Change of Perspective

Musings on Writing, Reading, and Life Narratives

Fiction writers and literary critics speak of point of view. Social scientists are more likely to discuss perspective. But both of these terms refer to essentially the same construct: the consciousness behind the perception and narration of experience. Each individual’s point of view is unique, and point of view shapes the stories people tell to themselves and to others about themselves and their relationships with their environment. The same event narrated from two different perspectives will produce two different stories.


A change of perspective can expand our perception and reframe our thinking about our experiences. We can all benefit from an occasional change of perspective.


[Return to MetaPerspective]


Monday, September 3, 2007

Quotation of the Day

book cover
“. . . we need stories that normalize our suffering and show us we are part of a community of pain, sin and suffering. We need to be known, to be understood. Fellow sufferers who can empathize contribute to the process of normalization.”

Joseph Gold, Read for Your Life: Literature as a Life Support System (pp. 353-354)

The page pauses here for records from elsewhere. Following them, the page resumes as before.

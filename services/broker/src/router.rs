//! The fan-out drain: the single consumer of the router queue.
//!
//! Batches arrive from publisher connections in queue order; each one is
//! wrapped in an `Arc` and offered to every matching subscriber.  The
//! periodic sweep runs between dispatches — the quiescent point where
//! expired subscriptions are purged and disconnected subscribers reaped.

use crate::batch::MessageBatch;
use crate::registry::SubscriberRegistry;
use std::sync::Arc;
use std::time::Duration;
use tokio::sync::{mpsc, watch};
use tokio::time::MissedTickBehavior;
use tracing::debug;

/// Drain the router queue until shutdown (or every publisher sender gone).
pub async fn run_router(
    mut queue: mpsc::Receiver<MessageBatch>,
    registry: Arc<SubscriberRegistry>,
    sweep_interval: Duration,
    mut shutdown: watch::Receiver<bool>,
) {
    let mut sweep = tokio::time::interval(sweep_interval);
    sweep.set_missed_tick_behavior(MissedTickBehavior::Delay);

    loop {
        tokio::select! {
            biased;
            _ = shutdown.wait_for(|stop| *stop) => break,
            _ = sweep.tick() => registry.sweep(),
            batch = queue.recv() => {
                let Some(batch) = batch else { break };
                let batch = Arc::new(batch);
                let delivered = registry.dispatch(&batch);
                debug!(
                    topic = %batch.topic(),
                    bytes = batch.len(),
                    delivered,
                    "batch routed"
                );
            }
        }
    }

    // Late arrivals from publishers mid-push are drained once and
    // discarded; nothing is delivered after shutdown.
    queue.close();
    while queue.try_recv().is_ok() {}
}
//! Analysis of a single trial directory
//!
//! A trial directory holds one log per client. Analysis runs in dependency
//! order: calibrate the window, sample every client's resources at the
//! start and end of the measured interval, then reconstruct latencies over
//! that interval.

use crate::config::AnalysisConfig;
use crate::error::{AnalysisError, Result};
use crate::event::Timestamp;
use crate::latency;
use crate::log_reader::ClientLog;
use crate::sampler::{self, ClientStats};
use crate::window::{self, Calibration, TrialWindow};
use regex::Regex;
use std::fmt;
use std::fs;
use std::path::{Path, PathBuf};
use tracing::debug;

/// Why a trial was left out of the aggregate
#[derive(Debug, Clone, PartialEq)]
pub enum SkipReason {
    TooFewClients { valid: usize, expected: usize },
    TooShort { length_secs: f64, required_secs: f64 },
}

impl fmt::Display for SkipReason {
    fn fmt(&self, f: &mut fmt::Formatter<'_>) -> fmt::Result {
        match self {
            SkipReason::TooFewClients { valid, expected } => {
                write!(f, "too few clients ({} of {} sent operations)", valid, expected)
            }
            SkipReason::TooShort {
                length_secs,
                required_secs,
            } => write!(
                f,
                "too short ({} sec, need {} sec)",
                length_secs, required_secs
            ),
        }
    }
}

/// Per-trial measurements handed to the aggregator
#[derive(Debug, Clone, Default, PartialEq)]
pub struct TrialResult {
    pub client_stats: Vec<ClientStats>,
    pub latencies_ms: Vec<u64>,
    pub unaccounted: usize,
}

#[derive(Debug, Clone, PartialEq)]
pub enum TrialOutcome {
    Accepted(TrialResult),
    Skipped(SkipReason),
}

/// Pattern for reference-role client logs: every name starting with the
/// prefix, capturing the client index when one follows it
pub fn client_file_pattern(prefix: &str) -> Result<Regex> {
    Regex::new(&format!(r"^{}(\d*)", regex::escape(prefix)))
        .map_err(|e| AnalysisError::InvalidConfig(format!("client file prefix: {}", e)))
}

/// List the reference-role client logs in `dir`, ordered by client index.
///
/// Every file whose name starts with `prefix` counts; names without an
/// index sort last. Finding anything other than `expected` files is a
/// configuration error, and so is a missing directory.
pub fn discover_client_files(dir: &Path, prefix: &str, expected: usize) -> Result<Vec<ClientLog>> {
    let pattern = client_file_pattern(prefix)?;
    let mut found: Vec<(u64, String, PathBuf)> = Vec::new();

    for entry in fs::read_dir(dir).map_err(|e| AnalysisError::io(dir, e))? {
        let entry = entry.map_err(|e| AnalysisError::io(dir, e))?;
        let file_type = entry.file_type().map_err(|e| AnalysisError::io(entry.path(), e))?;
        if !file_type.is_file() {
            continue;
        }
        let name = entry.file_name().to_string_lossy().into_owned();
        let Some(captures) = pattern.captures(&name) else {
            continue;
        };
        let index = captures[1].parse().unwrap_or(u64::MAX);
        found.push((index, name, entry.path()));
    }

    if found.len() != expected {
        return Err(AnalysisError::ClientCountMismatch {
            dir: dir.to_path_buf(),
            expected,
            found: found.len(),
        });
    }

    found.sort();
    Ok(found
        .into_iter()
        .map(|(_, _, path)| ClientLog::new(path))
        .collect())
}

/// Sample every client at `start` and `end`, in client order
pub fn sample_clients(
    clients: &[ClientLog],
    start: Timestamp,
    end: Timestamp,
    config: &AnalysisConfig,
) -> Result<Vec<ClientStats>> {
    let tolerance = config.sample_tolerance();
    let rule = &config.interface_rule;

    if !config.parallel_sampling {
        return clients
            .iter()
            .map(|client| sampler::measure_client(client, start, end, tolerance, rule))
            .collect();
    }

    crossbeam::thread::scope(|s| {
        let handles: Vec<_> = clients
            .iter()
            .map(|client| {
                s.spawn(move |_| sampler::measure_client(client, start, end, tolerance, rule))
            })
            .collect();
        handles
            .into_iter()
            .map(|handle| {
                handle
                    .join()
                    .unwrap_or_else(|panic| std::panic::resume_unwind(panic))
            })
            .collect::<Result<Vec<_>>>()
    })
    .unwrap_or_else(|panic| std::panic::resume_unwind(panic))
}

/// Analyze one trial directory.
///
/// Returns `Skipped` for trials that are incomplete but otherwise sound;
/// every `Err` is fatal for the run, including a missing trial directory.
pub fn analyze_trial(dir: &Path, config: &AnalysisConfig) -> Result<TrialOutcome> {
    let candidates = discover_client_files(dir, &config.client_file_prefix, config.num_clients)?;

    let (window, clients) =
        match window::calibrate(&candidates, config.num_clients, config.minimum_window())? {
            Calibration::Calibrated { window, clients } => (window, clients),
            Calibration::TooFewClients { valid, expected } => {
                return Ok(TrialOutcome::Skipped(SkipReason::TooFewClients {
                    valid,
                    expected,
                }))
            }
            Calibration::TooShort { window, required } => {
                return Ok(TrialOutcome::Skipped(SkipReason::TooShort {
                    length_secs: window.length_secs(),
                    required_secs: required.num_milliseconds() as f64 / 1000.0,
                }))
            }
        };

    let end = window
        .start
        .checked_add_signed(config.measurement_length())
        .ok_or_else(|| {
            AnalysisError::InvalidConfig(format!(
                "measurement length of {}s overflows {}",
                config.measurement_length_secs,
                window.start.to_rfc3339()
            ))
        })?;
    let measured = TrialWindow {
        start: window.start,
        end,
    };

    let client_stats = sample_clients(&clients, measured.start, measured.end, config)?;
    for (client, stats) in clients.iter().zip(&client_stats) {
        debug!(
            client = %client.name(),
            cpu_percent = stats.cpu_usage_percent,
            net_bytes = stats.net_bytes_total,
            net_interval_secs = stats.net_interval_seconds,
            "client resource usage"
        );
    }

    let latencies =
        latency::trial_latencies(&clients, measured, config.max_latency_ms, config.num_clients)?;

    Ok(TrialOutcome::Accepted(TrialResult {
        client_stats,
        latencies_ms: latencies.latencies_ms,
        unaccounted: latencies.unaccounted,
    }))
}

Thank you, Joseph Gold. This is exactly what I was trying to say a few days ago in my review of The Knitting Circle by Ann Hood. During the course of the novel Mary Baxter learns that other people have also experienced pain; each one’s pain has been just as deep as Mary’s, and each has lived to tell the story. Our individual stories differ, but they all illustrate the great abstraction of suffering that is an inevitable part of the human condition. Telling our stories to each other helps us to cope with and heal from the traumas of our lives.